Eventually more mystical thought and oppressive governments overtook the Ionian way of thinking. It took the Enlightenment of the 1600's to rediscover many of these early truths. Imagine how much more science might have advanced if we didn't take the 2000 year detour.

There was no 1995 update by Carl on this episode. Probably because he had the exoplanet search and size of the universe pretty up-to-date. He mentions that the Milky Way contains a few hundred billion stars and that there are about 100 billion galaxies. These numbers are what scientists today think are accurate. I've seen within the last year that they estimate that there are 300 sextillion stars in the universe (3 followed by 23 zeros).
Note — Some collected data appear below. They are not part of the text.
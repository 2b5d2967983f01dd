use super::super::domain::DocumentTypeTag;
use chrono::NaiveDate;
use serde::Serialize;

#[derive(Debug, Clone, Copy, PartialEq, Eq, Serialize)]
#[serde(rename_all = "snake_case")]
pub enum ReceiptStatus {
    Received,
    Pending,
}

impl ReceiptStatus {
    pub const fn label(self) -> &'static str {
        match self {
            Self::Received => "Received",
            Self::Pending => "Pending",
        }
    }
}

#[derive(Debug, Clone, Serialize)]
pub struct DocumentStatusEntry {
    pub category: DocumentTypeTag,
    pub category_label: &'static str,
    pub status: ReceiptStatus,
    pub status_label: &'static str,
}

/// Banking-behaviour digest for the report: a sample of detected salary
/// credits and the most recent average balance.
#[derive(Debug, Clone, Serialize)]
pub struct BankingSummaryView {
    #[serde(skip_serializing_if = "Vec::is_empty")]
    pub salary_credit_sample: Vec<u64>,
    #[serde(skip_serializing_if = "Option::is_none")]
    pub average_balance: Option<u64>,
}

/// Presentation-free report data handed to the rendering collaborator.
#[derive(Debug, Clone, Serialize)]
pub struct AssessmentReport {
    pub assessed_on: NaiveDate,
    pub document_status: Vec<DocumentStatusEntry>,
    pub banking: BankingSummaryView,
    #[serde(skip_serializing_if = "Vec::is_empty")]
    pub probable_queries: Vec<String>,
    pub recommendation: String,
}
There are more stars than grains of sand on all the beaches of Earth!

The exoplanet count is now up to 755. The vast majority where discovered by spectroscopic studies where they follow how the stars move toward us and then away from us as the planets revolve around them (blue-shifting and red-shifting of spectral lines). The Kepler satellite used the method of  rhythmic star dimming due to planets passing in front of the star, to find planet candidates.The number of Kepler unconfirmed candidate planets is 3470. I've seen a recent estimate of 33 billion habitable-zone earth-like planets in the Milky Way. I'm sure that statistic would have brought a smile to Carl's face.

Let us support space and science endeavours so that we can fulfill his final comment that, "Man is ready to set sail for the stars." I think he'd frown a bit to see how little we have advanced since 1980 in some areas.